(DATA EXTRACTS begins)

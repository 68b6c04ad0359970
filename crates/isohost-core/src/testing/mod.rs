//! Testing infrastructure for Isohost Core
//!
//! Centralized helpers that give every test its own engine data directory,
//! so catalogs created by parallel tests never collide.
//!
//! # Usage
//!
//! ```rust,no_run
//! use isohost_core::testing::setup_test_engine;
//!
//! #[test]
//! fn my_test() -> Result<(), isohost_core::Error> {
//!     let (admin, engine, _ctx) = setup_test_engine()?;
//!     // Use admin against engine...
//!     // TestContext removes the data directory on drop
//!     Ok(())
//! }
//! ```

mod context;
mod engine;

pub use context::TestContext;
pub use engine::{setup_test_engine, setup_test_platform};
//! Harness over real isolated hosts

use isohost_core::config::keys;
use isohost_core::engine::LocalEngine;
use isohost_core::testing::TestContext;
use isohost_harness::{HarnessError, IsolatedFixture, Result, TestHarness, init_test_logging};
use isohost_server::ServerConfig;
use serde_json::Value;
use serial_test::serial;
use std::time::Duration;

fn fixture(engine_dir: &TestContext) -> IsolatedFixture {
    let config = ServerConfig::default()
        .with_engine_address(engine_dir.address())
        .with_setting(keys::TEST_LICENSE_KEY, "DOMAIN:localhost\nPRODUCT:Test");
    IsolatedFixture::new(config).with_artificial_delay(Duration::from_millis(10))
}

#[tokio::test]
#[serial]
async fn test_cases_get_private_catalogs() {
    init_test_logging();
    let engine_dir = TestContext::new();
    let mut harness = TestHarness::new(fixture(&engine_dir));
    harness.one_time_setup().unwrap();

    let mut catalogs = Vec::new();
    for _ in 0..2 {
        let catalog = harness
            .run_case(|host, client| {
                Box::pin(async move {
                    let site: Value = client.get_json("/site").await?;
                    assert_eq!(site["domain_name"], "localhost:51872");
                    let setting: Value = client.get_json("/settings/DefaultCulture").await?;
                    assert_eq!(setting["value"], "en-US");
                    Ok(host.catalog_name().to_string())
                })
            })
            .await
            .unwrap();
        catalogs.push(catalog);
    }

    assert_ne!(catalogs[0], catalogs[1]);
    let engine = LocalEngine::connect(&engine_dir.address()).unwrap();
    assert!(engine.list_catalogs().unwrap().is_empty());

    harness.one_time_teardown();
}

#[tokio::test]
#[serial]
async fn test_physical_path_points_at_scratch() {
    let engine_dir = TestContext::new();
    let mut harness = TestHarness::new(fixture(&engine_dir));
    harness.one_time_setup().unwrap();
    let scratch = harness.scratch_path().unwrap().to_string_lossy().to_string();

    harness.setup().await.unwrap();
    let platform = harness.host().unwrap().platform().unwrap();
    assert_eq!(platform.config().get(keys::PHYSICAL_PATH), Some(scratch));
    assert!(platform.watcher().is_running());
    assert!(!platform.watcher().is_enabled());

    harness.teardown().await.unwrap();
    assert!(harness.host().unwrap().is_released());
    harness.one_time_teardown();
}

#[tokio::test]
#[serial]
async fn test_missing_license_fails_the_case() {
    let engine_dir = TestContext::new();
    let config = ServerConfig::default().with_engine_address(engine_dir.address());
    let mut harness = TestHarness::new(IsolatedFixture::new(config));
    harness.one_time_setup().unwrap();

    let result: Result<()> = harness
        .run_case(|_host, _client| Box::pin(async { Ok(()) }))
        .await;
    let err = result.unwrap_err();
    assert!(matches!(
        err.core_error(),
        Some(isohost_core::Error::MissingLicense { .. })
    ));
    assert!(err.to_string().contains(keys::TEST_LICENSE_KEY));
    assert!(harness.host().is_none());
}

#[tokio::test]
#[serial]
async fn test_open_session_times_out_release() {
    let engine_dir = TestContext::new();
    let fixture = fixture(&engine_dir).with_release_timeout(Duration::from_millis(100));
    let mut harness = TestHarness::new(fixture);
    harness.one_time_setup().unwrap();

    harness.setup().await.unwrap();
    let host = harness.host().unwrap();
    let catalog = host.catalog_name().to_string();
    let session = host.platform().unwrap().open_catalog().unwrap();

    let err = harness.teardown().await.unwrap_err();
    assert!(matches!(err, HarnessError::ReleaseTimeout { catalog: ref name } if *name == catalog));
    harness.one_time_teardown();

    let engine = LocalEngine::connect(&engine_dir.address()).unwrap();
    assert!(engine.catalog_exists(&catalog));
    drop(session);
    assert!(engine.drop_catalog(&catalog, Duration::from_secs(1)).unwrap());
    assert!(engine.list_catalogs().unwrap().is_empty());
}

(DATA EXTRACTS ends)

> **WHAT THE TASK REQUIRES**
Word for word, write out all of the data above.

> **OUTPUT FOR THIS TASK**
repository 68b6c04ad0359970
filename crates/isohost-core/src/testing/mod.rs
//! Testing infrastructure for Isohost Core
//!
//! Centralized helpers that give every test its own engine data directory,
//! so catalogs created by parallel tests never collide.
//!
//! # Usage
//!
//! ```rust,no_run
//! use isohost_core::testing::setup_test_engine;
//!
//! #[test]
//! fn my_test() -> Result<(), isohost_core::Error> {
//!     let (admin, engine, _ctx) = setup_test_engine()?;
//!     // Use admin against engine...
//!     // TestContext removes the data directory on drop
//!     Ok(())
//! }
//! ```

mod context;
mod engine;

pub use context::TestContext;
pub use engine::{setup_test_engine, setup_test_platform};
//! Harness over real isolated hosts

use isohost_core::config::keys;
use isohost_core::engine::LocalEngine;
use isohost_core::testing::TestContext;
use isohost_harness::{HarnessError, IsolatedFixture, Result, TestHarness, init_test_logging};
use isohost_server::ServerConfig;
use serde_json::Value;
use serial_test::serial;
use std::time::Duration;

fn fixture(engine_dir: &TestContext) -> IsolatedFixture {
    let config = ServerConfig::default()
        .with_engine_address(engine_dir.address())
        .with_setting(keys::TEST_LICENSE_KEY, "DOMAIN:localhost\nPRODUCT:Test");
    IsolatedFixture::new(config).with_artificial_delay(Duration::from_millis(10))
}

#[tokio::test]
#[serial]
async fn test_cases_get_private_catalogs() {
    init_test_logging();
    let engine_dir = TestContext::new();
    let mut harness = TestHarness::new(fixture(&engine_dir));
    harness.one_time_setup().unwrap();

    let mut catalogs = Vec::new();
    for _ in 0..2 {
        let catalog = harness
            .run_case(|host, client| {
                Box::pin(async move {
                    let site: Value = client.get_json("/site").await?;
                    assert_eq!(site["domain_name"], "localhost:51872");
                    let setting: Value = client.get_json("/settings/DefaultCulture").await?;
                    assert_eq!(setting["value"], "en-US");
                    Ok(host.catalog_name().to_string())
                })
            })
            .await
            .unwrap();
        catalogs.push(catalog);
    }

    assert_ne!(catalogs[0], catalogs[1]);
    let engine = LocalEngine::connect(&engine_dir.address()).unwrap();
    assert!(engine.list_catalogs().unwrap().is_empty());

    harness.one_time_teardown();
}

#[tokio::test]
#[serial]
async fn test_physical_path_points_at_scratch() {
    let engine_dir = TestContext::new();
    let mut harness = TestHarness::new(fixture(&engine_dir));
    harness.one_time_setup().unwrap();
    let scratch = harness.scratch_path().unwrap().to_string_lossy().to_string();

    harness.setup().await.unwrap();
    let platform = harness.host().unwrap().platform().unwrap();
    assert_eq!(platform.config().get(keys::PHYSICAL_PATH), Some(scratch));
    assert!(platform.watcher().is_running());
    assert!(!platform.watcher().is_enabled());

    harness.teardown().await.unwrap();
    assert!(harness.host().unwrap().is_released());
    harness.one_time_teardown();
}

#[tokio::test]
#[serial]
async fn test_missing_license_fails_the_case() {
    let engine_dir = TestContext::new();
    let config = ServerConfig::default().with_engine_address(engine_dir.address());
    let mut harness = TestHarness::new(IsolatedFixture::new(config));
    harness.one_time_setup().unwrap();

    let result: Result<()> = harness
        .run_case(|_host, _client| Box::pin(async { Ok(()) }))
        .await;
    let err = result.unwrap_err();
    assert!(matches!(
        err.core_error(),
        Some(isohost_core::Error::MissingLicense { .. })
    ));
    assert!(err.to_string().contains(keys::TEST_LICENSE_KEY));
    assert!(harness.host().is_none());
}

#[tokio::test]
#[serial]
async fn test_open_session_times_out_release() {
    let engine_dir = TestContext::new();
    let fixture = fixture(&engine_dir).with_release_timeout(Duration::from_millis(100));
    let mut harness = TestHarness::new(fixture);
    harness.one_time_setup().unwrap();

    harness.setup().await.unwrap();
    let host = harness.host().unwrap();
    let catalog = host.catalog_name().to_string();
    let session = host.platform().unwrap().open_catalog().unwrap();

    let err = harness.teardown().await.unwrap_err();
    assert!(matches!(err, HarnessError::ReleaseTimeout { catalog: ref name } if *name == catalog));
    harness.one_time_teardown();

    let engine = LocalEngine::connect(&engine_dir.address()).unwrap();
    assert!(engine.catalog_exists(&catalog));
    drop(session);
    assert!(engine.drop_catalog(&catalog, Duration::from_secs(1)).unwrap());
    assert!(engine.list_catalogs().unwrap().is_empty());
}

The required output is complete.